Lake Tahoe Fire Chiefs, Lake Tahoe Law Enforcement Agencies and Emergency Management Personnel have devised and released the Lake Tahoe Regional Evacuation Plan (see below) which is applicable to five general evacuation areas of the entire basin.
South Lake Tahoe/Myers, North Lake Tahoe, Tahoe Douglas, Incline Village, and West Lake Tahoe are the five general evacuation areas and include Nevada County, Placer County, El Dorado County, Alpine County, Douglas County, Carson City, and Washoe County.
The plan was developed in response to the Caldor Fire and is a “living document,” relying on regional cooperation and collaboration for events related to wildfires, extreme weather, and terrorism.
The plan also relies on multiple agencies to coordinate and implement information for an “organized, phased and supervised” evacuation.
Yet, critics of the plan note that it does not provide a traffic control and safety plan in the event of an emergency unplanned “no-notice” evacuation.
One such critic, Doug Flaherty, a retired Fire Combat Battalion Chief and President of CleanTahoeAir.org, notes in a letter (see below):
The important and necessary “regional evacuation” strategy implementation document emphasizes a “planned” phased evacuation. It does not however, address (except for brief mentions in one or two county annex Sections) a “no-notice” unplanned evacuation.
No-notice evacuations are sudden fast-moving events that can almost immediately overwhelm agency resources.
Further, the regional plan does not contain an analyses of traffic impacts and evacuation times under a variety of scenarios. These, as suggested by the CA Attorney General, are best practices for wildfire evacuation planning for projects within very high fire hazard severity zones.”
Due to the years of development, tourism, and growth in the region, not supported by a corresponding and updated evacuation plan, Flaherty’s organization released an A.I. generated evacuation analyses for the region last month.
Per our report:
The release of the Placer and Washoe Tahoe North Shore analyses is part of a larger basin-wide evacuation analysis commissioned by TahoeCleanAir.org, and follows many years of TRPA refusal to conduct required roadway-by-roadway capacity studies (EIR/EIS) to assess impacts of new projects on evacuation capacity for overburdened Lake Tahoe roadways and infrastructure.

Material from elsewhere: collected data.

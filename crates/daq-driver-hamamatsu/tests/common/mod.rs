//! Scriptable RemoteEx server for the integration tests.
//!
//! Listens on two adjacent localhost ports, sends the greetings and answers
//! commands from a small table of device and camera parameters. Replies can
//! be overridden per command, unsolicited messages pushed at any time.

#![allow(dead_code, clippy::unwrap_used)]

use std::collections::{HashMap, VecDeque};
use std::sync::atomic::{AtomicUsize, Ordering};
use std::sync::Arc;
use std::time::Duration;

use daq_driver_hamamatsu::protocol::{CMD_GREETING, DATA_GREETING};
use parking_lot::Mutex;
use tokio::io::{AsyncReadExt, AsyncWriteExt};
use tokio::net::{TcpListener, TcpStream};
use tokio::sync::{mpsc, Notify};
use tokio::task::JoinHandle;
use tokio::time::Instant;

/// Full sensor width and height of the emulated readout camera.
pub const SENSOR_PIXELS: u32 = 2048;

/// Reply override for one occurrence of a command.
#[derive(Debug, Clone)]
pub enum Scripted {
    /// Raw text written on the command socket, terminators included.
    Raw(String),
    /// Reply with a status code and fields.
    Status(i32, Vec<String>),
    /// No reply at all.
    Silent,
}

/// Image held in the emulated ring buffer.
#[derive(Debug, Clone)]
pub struct MockImage {
    pub width: u32,
    pub height: u32,
    pub sequence: String,
    pub pixels: Vec<u16>,
    /// Pixels actually written on the data socket; all when `None`.
    pub sent_pixels: Option<usize>,
}

impl MockImage {
    /// `width` x `height` image whose pixel `i` has value `i`.
    pub fn ramp(width: u32, height: u32, sequence: &str) -> Self {
        Self {
            width,
            height,
            sequence: sequence.to_string(),
            pixels: (0..width * height).map(|i| i as u16).collect(),
            sent_pixels: None,
        }
    }

    /// Like [`MockImage::ramp`], but only the first `sent` pixels reach the
    /// data socket.
    pub fn truncated(width: u32, height: u32, sequence: &str, sent: usize) -> Self {
        Self {
            sent_pixels: Some(sent),
            ..Self::ramp(width, height, sequence)
        }
    }
}
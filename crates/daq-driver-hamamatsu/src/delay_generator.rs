//! Delay generator (RemoteEx device location `Delaybox`).
//!
//! The delay generator is driven externally by the e-beam blanker, so its
//! repetition rate is read-only. Each delay output the device lists becomes a
//! [`Parameter<f64>`] in seconds. The trigger delay can follow the streak unit
//! time range through a calibration table installed with
//! [`DelayGenerator::update_metadata`].

use anyhow::{Context, Result};
use daq_core::capabilities::Parameterized;
use daq_core::error::DaqError;
use daq_core::observable::ParameterSet;
use daq_core::parameter::Parameter;
use daq_core::Metadata;
use parking_lot::{Mutex, RwLock};
use serde_json::{json, Value};
use std::sync::Arc;
use std::time::Duration;
use tokio::sync::watch;
use tokio::task::JoinHandle;
use tracing::{instrument, Instrument};

use crate::error::{RemoteExError, RxResult};
use crate::invoker::CommandInvoker;
use crate::metadata;
use crate::units::{almost_equal, find_closest};

/// RemoteEx device location of the delay generator.
pub const LOCATION: &str = "Delaybox";

/// Period of the settings poll.
pub const POLL_INTERVAL: Duration = Duration::from_secs(5);

/// Largest delay range reported, whatever the device claims.
pub const MAX_DELAY: f64 = 10.0;

/// RemoteEx delay names and the parameter each one maps to. `Delay A` (DG645)
/// and `Delay Time` (synchroscan) are both the trigger delay.
pub const DELAY_NAMES: [(&str, &str); 9] = [
    ("Delay A", "trigger_delay"),
    ("Delay Time", "trigger_delay"),
    ("Delay B", "delay_b"),
    ("Delay C", "delay_c"),
    ("Delay D", "delay_d"),
    ("Delay E", "delay_e"),
    ("Delay F", "delay_f"),
    ("Delay G", "delay_g"),
    ("Delay H", "delay_h"),
];

/// Parameter name of the calibrated delay.
pub const TRIGGER_DELAY: &str = "trigger_delay";

/// Time range (s) -> trigger delay (s) pairs.
pub type Calibration = Vec<(f64, f64)>;

fn parse_number(raw: &str, what: &str) -> RxResult<f64> {
    raw.trim()
        .parse()
        .map_err(|e| RemoteExError::InvalidValue(format!("{what} '{raw}' is not a number ({e})")))
}

async fn read_delay(invoker: &CommandInvoker, rx_name: &str) -> RxResult<f64> {
    parse_number(&invoker.dev_param_value(LOCATION, rx_name).await?, rx_name)
}

async fn read_trigger_rate(invoker: &CommandInvoker) -> RxResult<f64> {
    parse_number(
        &invoker.dev_param_value(LOCATION, "Repetition Rate").await?,
        "Repetition Rate",
    )
}

/// Parse and check a calibration table against the trigger delay range.
///
/// Keys are time ranges in seconds (JSON object keys are strings), values
/// must be numbers inside `range`.
pub fn parse_calibration(table: &Value, range: (f64, f64)) -> RxResult<Calibration> {
    let Some(entries) = table.as_object() else {
        return Err(RemoteExError::InvalidCalibration(format!(
            "{} must be a map of time range to trigger delay",
            metadata::TIME_RANGE_TO_DELAY
        )));
    };
    let mut calibration = Calibration::with_capacity(entries.len());
    for (time_range, delay) in entries {
        let key: f64 = time_range.trim().parse().map_err(|_| {
            RemoteExError::InvalidCalibration(format!("Time range {time_range} is not a number."))
        })?;
        let Some(delay) = delay.as_f64() else {
            return Err(RemoteExError::InvalidCalibration(format!(
                "Trigger delay {delay} corresponding to time range {time_range} is not of type \
                 float. Please check calibration file for trigger delay."
            )));
        };
        if !(range.0..=range.1).contains(&delay) {
            return Err(RemoteExError::InvalidCalibration(format!(
                "Trigger delay {delay} corresponding to time range {time_range} is not in range \
                 {range:?}. Please check the calibration file for the trigger delay."
            )));
        }
        calibration.push((key, delay));
    }
    Ok(calibration)
}

/// Delay matching `time_range` within tolerance, if any.
pub fn calibrated_delay(calibration: &Calibration, time_range: f64) -> Option<f64> {
    let key = find_closest(time_range, calibration.iter().map(|(t, _)| *t))?;
    if !almost_equal(key, time_range) {
        return None;
    }
    calibration
        .iter()
        .find(|(t, _)| *t == key)
        .map(|(_, delay)| *delay)
}

/// Write a delay and read back what the device applied.
async fn write_delay(delay: &Parameter<f64>, value: f64) -> Result<f64> {
    delay.set(value).await?;
    delay.refresh_from_hardware().await?;
    Ok(delay.get())
}

#[derive(Clone)]
struct Mirrors {
    trigger_rate: Option<Parameter<f64>>,
    delays: Vec<(&'static str, Parameter<f64>)>,
}

impl Mirrors {
    async fn refresh(&self) {
        tracing::debug!("Updating delay generator settings");
        if let Some(rate) = &self.trigger_rate {
            if let Err(e) = rate.refresh_from_hardware().await {
                tracing::error!("Unexpected failure when polling delay generator settings: {}", e);
            }
        }
        for (rx_name, delay) in &self.delays {
            if let Err(e) = delay.refresh_from_hardware().await {
                tracing::error!("Unexpected failure when polling {}: {}", rx_name, e);
            }
        }
    }

    fn trigger_delay(&self) -> Option<&Parameter<f64>> {
        self.delays
            .iter()
            .find(|(_, p)| p.name() == TRIGGER_DELAY)
            .map(|(_, p)| p)
    }
}

/// Delay generator mirror.
pub struct DelayGenerator {
    mirrors: Mirrors,
    params: ParameterSet,
    metadata: Arc<RwLock<Metadata>>,
    calibration: Arc<RwLock<Calibration>>,
    poll: Mutex<Option<JoinHandle<()>>>,
    follower: Mutex<Option<JoinHandle<()>>>,
}

impl std::fmt::Debug for DelayGenerator {
    fn fmt(&self, f: &mut std::fmt::Formatter<'_>) -> std::fmt::Result {
        f.debug_struct("DelayGenerator")
            .field("delays", &self.params.names())
            .field("calibration", &self.calibration.read().len())
            .finish()
    }
}

impl DelayGenerator {
    /// Configure the delay box for external triggering, mirror its delays
    /// and start polling them.
    #[instrument(skip(invoker), err)]
    pub async fn new(invoker: Arc<CommandInvoker>) -> Result<Self> {
        let hw_version = invoker
            .dev_param_value(LOCATION, "DeviceName")
            .await
            .context("Failed to read delay generator name")?;
        let available = invoker.dev_params_list(LOCATION).await?;
        let has = |name: &str| available.iter().any(|p| p == name);

        if has("Setting") {
            invoker.dev_param_set(LOCATION, "Setting", "M1").await?;
        }
        if has("Trig. Mode") {
            invoker.dev_param_set(LOCATION, "Trig. Mode", "Ext. rising").await?;
        }
        if has("Delay A") {
            invoker.dev_param_set(LOCATION, "Delay A", 0_i64).await?;
        }
        if has("Delay B") {
            invoker.dev_param_set(LOCATION, "Delay B", 0.00000002).await?;
        }
        if has("Burst Mode") {
            invoker.dev_param_set(LOCATION, "Burst Mode", "Off").await?;
        }

        let trigger_rate = if has("Repetition Rate") {
            let mut rate = Parameter::new("trigger_rate", read_trigger_rate(&invoker).await?)
                .with_description("Repetition rate, set by the e-beam blanker")
                .with_unit("Hz")
                .read_only();
            let reader = invoker.clone();
            rate.connect_to_hardware_read(move || {
                let invoker = reader.clone();
                Box::pin(async move { Ok(read_trigger_rate(&invoker).await?) })
            });
            Some(rate)
        } else {
            None
        };

        let mut delays: Vec<(&'static str, Parameter<f64>)> = Vec::new();
        for (rx_name, name) in DELAY_NAMES {
            if !has(rx_name) || delays.iter().any(|(_, p)| p.name() == name) {
                continue;
            }
            delays.push((rx_name, Self::delay_parameter(&invoker, rx_name, name).await?));
        }

        let mut params = ParameterSet::new();
        if let Some(rate) = &trigger_rate {
            params.register(rate.clone());
        }
        for (_, delay) in &delays {
            params.register(delay.clone());
        }

        let metadata = Arc::new(RwLock::new(Metadata::new()));
        metadata
            .write()
            .insert(metadata::HW_VERSION.into(), json!(hw_version));

        let mirrors = Mirrors {
            trigger_rate,
            delays,
        };
        mirrors.refresh().await;
        let poll = tokio::spawn(Self::poll_loop(mirrors.clone()));

        tracing::info!("Delay generator {} ready", hw_version);
        Ok(Self {
            mirrors,
            params,
            metadata,
            calibration: Arc::new(RwLock::new(Calibration::new())),
            poll: Mutex::new(Some(poll)),
            follower: Mutex::new(None),
        })
    }

    async fn delay_parameter(
        invoker: &Arc<CommandInvoker>,
        rx_name: &'static str,
        name: &'static str,
    ) -> Result<Parameter<f64>> {
        let info = invoker.dev_param_info_ex(LOCATION, rx_name).await?;
        let max = info
            .last()
            .map(|raw| parse_number(raw, rx_name))
            .transpose()?
            .with_context(|| format!("No range reported for {rx_name}"))?
            .min(MAX_DELAY);
        let range = (0.0, max);

        let mut delay = read_delay(invoker, rx_name).await?;
        if !(range.0..=range.1).contains(&delay) {
            tracing::info!("Delay {} is not in range {:?}, clipping it", delay, range);
            delay = delay.clamp(range.0, range.1);
        }

        let mut param = Parameter::new(name, delay)
            .with_description(format!("{rx_name} output"))
            .with_unit("s")
            .with_range_introspectable(range.0, range.1);
        let writer = invoker.clone();
        let reader = invoker.clone();
        param.connect_to_hardware(
            move |value: f64| {
                let invoker = writer.clone();
                Box::pin(async move {
                    invoker.dev_param_set(LOCATION, rx_name, value).await?;
                    Ok(())
                })
            },
            move || {
                let invoker = reader.clone();
                Box::pin(async move { Ok(read_delay(&invoker, rx_name).await?) })
            },
        );
        Ok(param)
    }

    async fn poll_loop(mirrors: Mirrors) {
        let mut ticker =
            tokio::time::interval_at(tokio::time::Instant::now() + POLL_INTERVAL, POLL_INTERVAL);
        loop {
            ticker.tick().await;
            mirrors.refresh().await;
        }
    }

    /// Repetition rate, when the device reports one.
    pub fn trigger_rate(&self) -> Option<&Parameter<f64>> {
        self.mirrors.trigger_rate.as_ref()
    }

    /// The calibrated delay (`Delay A` or `Delay Time`).
    pub fn trigger_delay(&self) -> Option<&Parameter<f64>> {
        self.mirrors.trigger_delay()
    }

    /// Every mirrored delay output.
    pub fn delays(&self) -> impl Iterator<Item = &Parameter<f64>> {
        self.mirrors.delays.iter().map(|(_, p)| p)
    }

    /// Delay by parameter name, e.g. `delay_b`.
    pub fn delay(&self, name: &str) -> Option<&Parameter<f64>> {
        self.mirrors
            .delays
            .iter()
            .find(|(_, p)| p.name() == name)
            .map(|(_, p)| p)
    }

    /// Set a delay and return the value read back from the device.
    #[instrument(skip(self), err)]
    pub async fn set_delay(&self, name: &str, seconds: f64) -> Result<f64> {
        let delay = self
            .delay(name)
            .with_context(|| format!("Delay generator has no delay named {name}"))?;
        write_delay(delay, seconds).await
    }

    /// Snapshot of the delay generator metadata.
    pub fn metadata(&self) -> Metadata {
        self.metadata.read().clone()
    }

    /// Merge `md` into the metadata. A calibration table under
    /// [`metadata::TIME_RANGE_TO_DELAY`] is validated first and rejected as a
    /// whole if any delay is not a number inside the trigger delay range.
    pub fn update_metadata(&self, md: &Metadata) -> Result<(), DaqError> {
        if let Some(table) = md.get(metadata::TIME_RANGE_TO_DELAY) {
            let range = self
                .trigger_delay()
                .and_then(|delay| delay.range())
                .ok_or_else(|| {
                    DaqError::from(RemoteExError::InvalidCalibration(
                        "no trigger delay to calibrate".into(),
                    ))
                })?;
            *self.calibration.write() = parse_calibration(table, range)?;
        }
        let mut current = self.metadata.write();
        for (key, value) in md {
            current.insert(key.clone(), value.clone());
        }
        Ok(())
    }

    /// Follow `time_range`: whenever it changes, apply the calibrated trigger
    /// delay. Replaces any previous subscription.
    pub fn follow_time_range(&self, mut time_range: watch::Receiver<f64>) {
        let Some(trigger_delay) = self.trigger_delay().cloned() else {
            tracing::debug!("No trigger delay, time range changes are not followed");
            return;
        };
        let calibration = self.calibration.clone();
        let follower = async move {
            while time_range.changed().await.is_ok() {
                let value = *time_range.borrow_and_update();
                let delay = {
                    let calibration = calibration.read();
                    if calibration.is_empty() {
                        continue;
                    }
                    calibrated_delay(&calibration, value)
                };
                match delay {
                    Some(delay) => {
                        if let Err(e) = write_delay(&trigger_delay, delay).await {
                            tracing::error!(
                                "Failed to apply trigger delay {} for time range {}: {}",
                                delay,
                                value,
                                e
                            );
                        }
                    }
                    None => tracing::warn!(
                        "Time range {} is not a key in MD for time range to trigger delay \
                         calibration",
                        value
                    ),
                }
            }
        };
        let task = tokio::spawn(follower.in_current_span());
        if let Some(previous) = self.follower.lock().replace(task) {
            previous.abort();
        }
    }

    /// Re-read every setting now.
    pub async fn update_settings(&self) {
        self.mirrors.refresh().await;
    }

    /// Stop polling and following the time range.
    pub fn terminate(&self) {
        if let Some(poll) = self.poll.lock().take() {
            poll.abort();
        }
        if let Some(follower) = self.follower.lock().take() {
            follower.abort();
        }
    }
}

impl Drop for DelayGenerator {
    fn drop(&mut self) {
        self.terminate();
    }
}

impl Parameterized for DelayGenerator {
    fn parameters(&self) -> &ParameterSet {
        &self.params
    }
}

Despite the Tahoe Regional Planning Agency’s (TRPA) official estimation of less than four hours to evacuate fire threatened zones around the basin, the new and far more granular analyses show evacuation times of nine to 14 hours and more, depending on road closures and other variables around the Lake.
“Community members have become frustrated with TRPA and local agencies over the last three years, while realizing that the Tahoe Basin is over capacity,” says Flaherty, who paid $100,000 for the simulation with hopes to recoup his investment through donations to his non-profit
“Yet agencies continue to pursue land, project approvals and policies that bring more and more people into the Tahoe basin, with seemingly little concern to provide a publicly transparent data- driven analysis indicating how long it will take to get them out of the area in case of a wildfire evacuation emergency. From a life safety standpoint, this is dangerous, irresponsible and not sustainable.”
Flaherty’s evacuation study was met with criticism from TRPA’s Executive Director Julie Regan who publicly charged that the study did not use “current fire experts” and Tahoe Fund CEO Amy Berry referred to the study as “irresponsible.” Flaherty fired back, accusing them of manipulation, obfuscation, and gaslighting.